Murphy’s law dictates that “Anything that can go wrong will go wrong”. To put it into our perspective, running a business has many moving parts that may lead to a catastrophic failure when one or more parts fail to function in an unexpected turn of events. More often than not, the majority of businesses lack the ability, resources, and initiative to accept, identify, and prepare for risks that are expected and unexpected. Having a risk reduction strategy in place to prepare for unforeseen circumstances increases the probability of continued operational reliability and resiliency.
Partnering with outsourcing companies would mitigate the risk identified in areas such as strategic, financial, operational, compliance, and regulatory risks. Importantly, outsourcing companies are well-prepared to meet their clients’ demands in a changing business environment. Dependent on their clients’ needs, they have structures and strategies which are flexible and adaptable in their implementation.
Contingency planning is an important part of risk mitigation. Having a contingency plan provides options to help an organization respond to an incident, situation, or event that may or may not happen.
- Identify and accept the risk – the first step in making a contingency plan is identifying the potential risks that are bound to happen. The second step is accepting the fact that risk involves drastic changes in how your organization should react. It is important to remember that identifying risk revolves around historical or comparable data to have an overview of how it will affect the organization. Doing guesswork to determine how it would affect your organization is a recipe for failure.
- Identify strengths and weaknesses – Knowing your organization’s strengths will measure how you should react to specific circumstances. The strength of the company is an advantage that could be leveraged toward neutralizing a problem before it occurs. Whereas, every weakness of the organization must be identified and properly addressed before the risk of it occurring. Both strengths and weaknesses are a good measure of how an organization would meet any challenges in the future.

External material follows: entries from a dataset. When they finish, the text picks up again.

//! Mock matcher and profile analyzer for testing.

use async_trait::async_trait;
use serde_json::Value;
use std::sync::Arc;
use tokio::sync::RwLock;

use crate::collaborators::{
    CollaboratorError, MatchOutcome, Matcher, ProfileAnalyzer, ProfileInsight,
};

/// Mock implementation of the Matcher trait.
///
/// Scores every record with a fixed score (75 unless configured).
#[derive(Debug, Clone)]
pub struct MockMatcher {
    score: Arc<RwLock<u8>>,
    requirements: Arc<RwLock<Vec<String>>>,
    next_error: Arc<RwLock<Option<CollaboratorError>>>,
}

impl Default for MockMatcher {
    fn default() -> Self {
        Self::new()
    }
}

impl MockMatcher {
    pub fn new() -> Self {
        Self {
            score: Arc::new(RwLock::new(75)),
            requirements: Arc::new(RwLock::new(Vec::new())),
            next_error: Arc::new(RwLock::new(None)),
        }
    }

    pub async fn set_score(&self, score: u8) {
        *self.score.write().await = score;
    }

    /// Configure the next call to fail with the given error.
    pub async fn set_next_error(&self, error: CollaboratorError) {
        *self.next_error.write().await = Some(error);
    }

    /// Requirements scored so far, in call order.
    pub async fn recorded_requirements(&self) -> Vec<String> {
        self.requirements.read().await.clone()
    }

    pub async fn call_count(&self) -> usize {
        self.requirements.read().await.len()
    }
}

#[async_trait]
impl Matcher for MockMatcher {
    async fn score(
        &self,
        _record: &Value,
        requirement: &str,
    ) -> Result<MatchOutcome, CollaboratorError> {
        self.requirements
            .write()
            .await
            .push(requirement.to_string());

        if let Some(error) = self.next_error.write().await.take() {
            return Err(error);
        }

        Ok(MatchOutcome {
            score: *self.score.read().await,
            rationale: Some("mock match".to_string()),
        })
    }
}

/// Mock implementation of the ProfileAnalyzer trait.
#[derive(Debug, Clone, Default)]
pub struct MockProfileAnalyzer {
    handles: Arc<RwLock<Vec<String>>>,
    next_error: Arc<RwLock<Option<CollaboratorError>>>,
}

impl MockProfileAnalyzer {
    pub fn new() -> Self {
        Self::default()
    }

    /// Configure the next call to fail with the given error.
    pub async fn set_next_error(&self, error: CollaboratorError) {
        *self.next_error.write().await = Some(error);
    }

    /// Handles analyzed so far, in call order.
    pub async fn recorded_handles(&self) -> Vec<String> {
        self.handles.read().await.clone()
    }
}

#[async_trait]
impl ProfileAnalyzer for MockProfileAnalyzer {
    async fn analyze(&self, handle: &str) -> Result<ProfileInsight, CollaboratorError> {
        self.handles.write().await.push(handle.to_string());

        if let Some(error) = self.next_error.write().await.take() {
            return Err(error);
        }

        Ok(ProfileInsight {
            handle: handle.to_string(),
            public_repos: Some(12),
            top_languages: vec!["Rust".to_string(), "Python".to_string()],
            summary: Some(format!("{} maintains a handful of active projects", handle)),
        })
    }
}
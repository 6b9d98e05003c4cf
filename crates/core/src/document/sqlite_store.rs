//! SQLite-backed document store implementation.

use std::path::Path;
use std::sync::{Mutex, MutexGuard};

use chrono::{DateTime, SecondsFormat, Utc};
use rusqlite::{params, Connection, OptionalExtension};

use super::{
    Batch, CreateBatchRequest, CreateDocumentRequest, Document, DocumentFilter, DocumentOutcome,
    DocumentStatus, DocumentStore, StoreError,
};

const DOCUMENT_COLUMNS: &str = "id, batch_id, owner_id, storage_key, filename, mime_type, status, error_message, match_score, match_rationale, structured_record, attempt, created_at, processed_at, updated_at";

const BATCH_COLUMNS: &str =
    "id, owner_id, title, requirement, total, processed, failed, created_at, updated_at";

/// SQLite-backed document and batch store.
pub struct SqliteDocumentStore {
    conn: Mutex<Connection>,
}

impl SqliteDocumentStore {
    /// Open (or create) the database file and tables.
    pub fn new(path: &Path) -> Result<Self, StoreError> {
        let conn = Connection::open(path)?;
        Self::initialize_schema(&conn)?;
        Ok(Self {
            conn: Mutex::new(conn),
        })
    }

    /// Create an in-memory store (useful for testing).
    pub fn in_memory() -> Result<Self, StoreError> {
        let conn = Connection::open_in_memory()?;
        Self::initialize_schema(&conn)?;
        Ok(Self {
            conn: Mutex::new(conn),
        })
    }

    fn initialize_schema(conn: &Connection) -> Result<(), StoreError> {
        conn.execute_batch(
            r#"
            PRAGMA foreign_keys = ON;

            CREATE TABLE IF NOT EXISTS batches (
                id TEXT PRIMARY KEY,
                owner_id TEXT NOT NULL,
                title TEXT NOT NULL,
                requirement TEXT,
                total INTEGER NOT NULL DEFAULT 0,
                processed INTEGER NOT NULL DEFAULT 0,
                failed INTEGER NOT NULL DEFAULT 0,
                created_at TEXT NOT NULL,
                updated_at TEXT NOT NULL,
                CHECK (processed >= 0 AND failed >= 0 AND processed + failed <= total)
            );

            CREATE TABLE IF NOT EXISTS documents (
                id TEXT PRIMARY KEY,
                batch_id TEXT NOT NULL REFERENCES batches(id),
                owner_id TEXT NOT NULL,
                storage_key TEXT NOT NULL UNIQUE,
                filename TEXT NOT NULL,
                mime_type TEXT NOT NULL,
                status TEXT NOT NULL,
                error_message TEXT,
                match_score INTEGER,
                match_rationale TEXT,
                structured_record TEXT,
                attempt INTEGER NOT NULL DEFAULT 0,
                created_at TEXT NOT NULL,
                processed_at TEXT,
                updated_at TEXT NOT NULL
            );

            CREATE INDEX IF NOT EXISTS idx_documents_batch_status ON documents(batch_id, status);
            CREATE INDEX IF NOT EXISTS idx_documents_owner ON documents(owner_id);
            CREATE INDEX IF NOT EXISTS idx_batches_owner ON batches(owner_id);
            "#,
        )?;
        Ok(())
    }

    fn lock(&self) -> Result<MutexGuard<'_, Connection>, StoreError> {
        self.conn
            .lock()
            .map_err(|_| StoreError::Database("connection lock poisoned".to_string()))
    }

    /// Read-modify-write one document inside a transaction.
    fn with_document<F>(&self, id: &str, f: F) -> Result<Document, StoreError>
    where
        F: FnOnce(&Connection, &mut Document) -> Result<(), StoreError>,
    {
        let mut conn = self.lock()?;
        let tx = conn.transaction()?;

        let mut document =
            read_document(&tx, id)?.ok_or_else(|| StoreError::document_not_found(id))?;
        f(&tx, &mut document)?;
        write_document(&tx, &document)?;

        tx.commit()?;
        Ok(document)
    }
}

- Planning for unforeseen risks – As previously discussed on the two points above, gathering data and identifying the organization’s strengths and weaknesses builds a clearer picture for organizations on how they will react to certain situations. However, the probability of an unforeseen risk happening is higher than you think. More often than not, unexpected events happen more regularly than expected. Planning for unpredictable events alleviates its potential to harm the organization.
Outsourcing provides the benefit of meeting the demand in an event of a foreseen or unforeseen risk occurring. That being said, including an outsourcing service in your organization would mitigate risk and offers more reliable options to plan for any unpredictable events that could happen in the future.
- Outsource for scalability of staffing – easily scale down or up depending on the needs of the current situation.
- Outsource for cost-effectiveness – the affordability of services provides organizations to save up for a rainy day.
- Outsource risk reduction expert – outsourcing companies offer licensed roles that could help organizations reduce risks such as Strategic Consultants, Compliance Officers, Risk Analysts, and Risk Reduction Managers.
Implementation of the Contingency Plan
Now that we’re done with the planning stage, the next phase is the implementation of a contingency plan. The important part of having an approved contingency is that it must be distributed to all departments. Being well-informed and prepared on the contingency plan would help all of the divisions of an organization react to any event or situation when the need arises.
The implementation of a contingency plan depends on the size of the organization and its available resources. Larger organizations may find it difficult to implement contingency plans because of their size and complexity. However, a larger organization has more resources available to them rather than smaller organizations that have a limited amount of resources.
Monitoring the Outcome
A well-developed plan may not always deliver the desired results. Any organization must monitor the results of the contingency plan. If the organization is satisfied with the results, then the organization may have no need to tweak or change the ongoing plan. However, if the plan doesn’t deliver the desired results, the organization may need to change or improve its plans. In addition, having an outsourced strategic consultant’s role is to monitor and make recommendations to a client’s organization on how they should react and implement the plan.
Once an organization had successfully implemented its contingency plan by resisting, absorbing, recovering, and adapting to an uneventful situation. Then it is safe to say that the organization had secured its continuity and longevity. Being operationally resilient to such situations would make an organization more competitive in the future.
The Bottom Line
In conclusion, a risk mitigation strategy is one of the most important parts of managing an organization. Having all kinds of the well-developed plans for any situation when the need arises by being proactive, intuitive, flexible, and adaptable would decrease the impact on the operations of the company. From the planning stage down to the monitoring phase of a contingency plan are the vital steps in ensuring the operational resiliency of an organization. With the help of outsourcing, risk management would be easier and your business could weather any storm.